Eimear McBride’s A Girl is a Half-Formed Thing was a difficult read. The language was broken down. The scenes created were tough to bear witness to. But, it was invigorating and fresh in its use of language. Many of the books we have read through the semester dealt with found language. Someone else’s words. But instead of that, McBride deals with the internalization of language and trauma.
A Girl is a Half-Formed Thing works with internal language. The “voice inside your head” language creating an interesting discussion on how we think and use language internally. Do we think in full sentences? Do we always catch what others say? How does our ability to speak and think crumble in the face of trauma?
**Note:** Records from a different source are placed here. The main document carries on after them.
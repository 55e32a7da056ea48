/// PeerDrop transfer core: reliable file transfer over a peer data channel.
///
/// Provides chunked file transfer on top of any message channel with:
/// - Length-prefixed frames carrying a JSON header and raw payload
/// - Packed (one frame per chunk) or paired (header, then payload) wire modes
/// - Sliding-window sender with per-chunk ACKs and fixed-timeout retransmission
/// - Duplicate-safe out-of-order reassembly
/// - Many concurrent transfers per channel, in both directions
/// - Optional SHA-256 integrity verification

pub mod bitfield;
pub mod channel;
pub mod config;
pub mod error;
pub mod logging;
pub mod protocol;
pub mod receiver;
pub mod registry;
pub mod sender;
pub mod session;
pub mod slicer;

#[cfg(test)]
mod test_util;

// Re-export key types for convenience.
pub use bitfield::ChunkBitfield;
pub use channel::memory::{Endpoint, LinkConfig, MemoryChannel};
pub use channel::{ChannelAdapter, ChannelEvent, Delivery, Message, Outbox, WireMode};
pub use config::TransferConfig;
pub use error::{ChannelError, CodecError, TransferError};
pub use logging::{NullLogger, TracingLogger, TransferLogger};
pub use protocol::{
    decode_frame, encode_frame, frame_len, DEFAULT_CHUNK_SIZE, DEFAULT_RETRANSMIT_MS,
    DEFAULT_WINDOW_SIZE, LEN_PREFIX, MAX_HEADER_LEN,
};
pub use receiver::{ChunkOutcome, InboundTransfer, PendingHeader};
pub use registry::TransferRegistry;
pub use sender::{AckOutcome, OutboundTransfer, SenderState};
pub use session::{Command, Session, SessionHandle, SpawnedSession, spawn};
pub use slicer::{ChunkLoaded, ChunkRead, ChunkSource, FileSource, PreparedSource, Slicer};
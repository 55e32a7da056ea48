/// Packed chunk frame format.
///
/// ```text
/// [0..2]      Header length L (u16 BE)
/// [2..2+L]    UTF-8 JSON header, e.g. {"type":"chunk","fileId":"...","chunkIndex":4}
/// [2+L..]     Raw chunk payload (may be empty)
/// ```
///
/// One frame per message, no separators. The header is decodable without
/// knowing the payload length: the payload is whatever follows it.

use bytes::{BufMut, Bytes, BytesMut};
use serde::Serialize;
use serde::de::DeserializeOwned;

use crate::error::CodecError;

/// Length prefix size in bytes.
pub const LEN_PREFIX: usize = 2;

/// Largest header the prefix can describe.
pub const MAX_HEADER_LEN: usize = u16::MAX as usize;

/// Default chunk size: 16 KiB, safe for every data-channel implementation.
pub const DEFAULT_CHUNK_SIZE: u32 = 16 * 1024;

/// Default number of unacknowledged chunks in flight per transfer.
pub const DEFAULT_WINDOW_SIZE: u32 = 4;

/// Default per-chunk retransmit timeout in milliseconds.
pub const DEFAULT_RETRANSMIT_MS: u64 = 5000;

/// Total size of a frame with the given header and payload lengths.
pub fn frame_len(header_len: usize, payload_len: usize) -> usize {
    LEN_PREFIX + header_len + payload_len
}

/// Pack `header` and `payload` into one contiguous frame.
pub fn encode_frame<H: Serialize>(header: &H, payload: &[u8]) -> Result<Bytes, CodecError> {
    let header_bytes = serde_json::to_vec(header).map_err(CodecError::Encode)?;
    if header_bytes.len() > MAX_HEADER_LEN {
        return Err(CodecError::HeaderTooLarge(header_bytes.len()));
    }

    let mut buf = BytesMut::with_capacity(frame_len(header_bytes.len(), payload.len()));
    buf.put_u16(header_bytes.len() as u16);
    buf.put_slice(&header_bytes);
    buf.put_slice(payload);
    Ok(buf.freeze())
}

/// Split a frame into its decoded header and payload.
/// The payload is a zero-copy slice of `frame`.
pub fn decode_frame<H: DeserializeOwned>(frame: Bytes) -> Result<(H, Bytes), CodecError> {
    if frame.len() < LEN_PREFIX {
        return Err(CodecError::Truncated {
            needed: LEN_PREFIX,
            actual: frame.len(),
        });
    }
    let header_len = u16::from_be_bytes([frame[0], frame[1]]) as usize;
    let payload_start = LEN_PREFIX + header_len;
    if frame.len() < payload_start {
        return Err(CodecError::Truncated {
            needed: payload_start,
            actual: frame.len(),
        });
    }

    // serde_json rejects invalid UTF-8 itself.
    let header = serde_json::from_slice(&frame[LEN_PREFIX..payload_start])
        .map_err(CodecError::Decode)?;
    Ok((header, frame.slice(payload_start..)))
}
use std::sync::Mutex;
use std::sync::atomic::{AtomicBool, Ordering};

use bytes::Bytes;
use peerdrop_types::{Ack, ChunkHeader, ControlMessage};

use crate::channel::{ChannelAdapter, Delivery, Message};
use crate::error::ChannelError;
use crate::protocol::decode_frame;

/// Channel that records everything sent on it.
pub struct RecordingChannel {
    delivery: Delivery,
    open: AtomicBool,
    sent: Mutex<Vec<Message>>,
}

impl RecordingChannel {
    pub fn new(delivery: Delivery) -> Self {
        Self {
            delivery,
            open: AtomicBool::new(true),
            sent: Mutex::new(Vec::new()),
        }
    }

    pub fn set_open(&self, open: bool) {
        self.open.store(open, Ordering::SeqCst);
    }

    /// Drain the recorded messages.
    pub fn take(&self) -> Vec<Message> {
        std::mem::take(&mut *self.sent.lock().unwrap())
    }

    /// Drain and decode packed chunk frames, ignoring everything else.
    pub fn take_chunks(&self) -> Vec<(ChunkHeader, Bytes)> {
        self.take()
            .into_iter()
            .filter_map(|msg| match msg {
                Message::Binary(frame) => match decode_frame::<ControlMessage>(frame) {
                    Ok((ControlMessage::Chunk(header), payload)) => Some((header, payload)),
                    _ => None,
                },
                Message::Text(_) => None,
            })
            .collect()
    }

    /// Drain and decode text control messages, ignoring everything else.
    pub fn take_control(&self) -> Vec<ControlMessage> {
        self.take()
            .into_iter()
            .filter_map(|msg| match msg {
                Message::Text(text) => ControlMessage::from_json(&text).ok(),
                Message::Binary(_) => None,
            })
            .collect()
    }

    /// Drain and collect the ACKs that were sent.
    pub fn take_acks(&self) -> Vec<Ack> {
        self.take_control()
            .into_iter()
            .filter_map(|msg| match msg {
                ControlMessage::Ack(ack) => Some(ack),
                _ => None,
            })
            .collect()
    }
}

impl ChannelAdapter for RecordingChannel {
    fn send(&self, message: Message) -> Result<(), ChannelError> {
        if !self.open.load(Ordering::SeqCst) {
            return Err(ChannelError::Closed);
        }
        self.sent.lock().unwrap().push(message);
        Ok(())
    }

    fn delivery(&self) -> Delivery {
        self.delivery
    }
}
This internal language is played out not only by the speaker, but by the reader. The reader’s own “head voice” plays into the form. The reader’s internal voice gives voice to the speaker’s internal voice by narrating what is being read.
And it gives voice to trauma. McBride expertly maneuvers through rape, death, birth, abuse, and pain through her form of broken (half formed) sentences. Though the story ends in a very structured, straight, timeline of events, it leaves the reader with a very cyclical rhythm. Starting with being given a name, ending with “my name is gone.” Starting with the birth, ending on death. Not just of the speaker, but the book and the trauma endured throughout. There are opposing forces that are speaking to each other outside the broken language of words.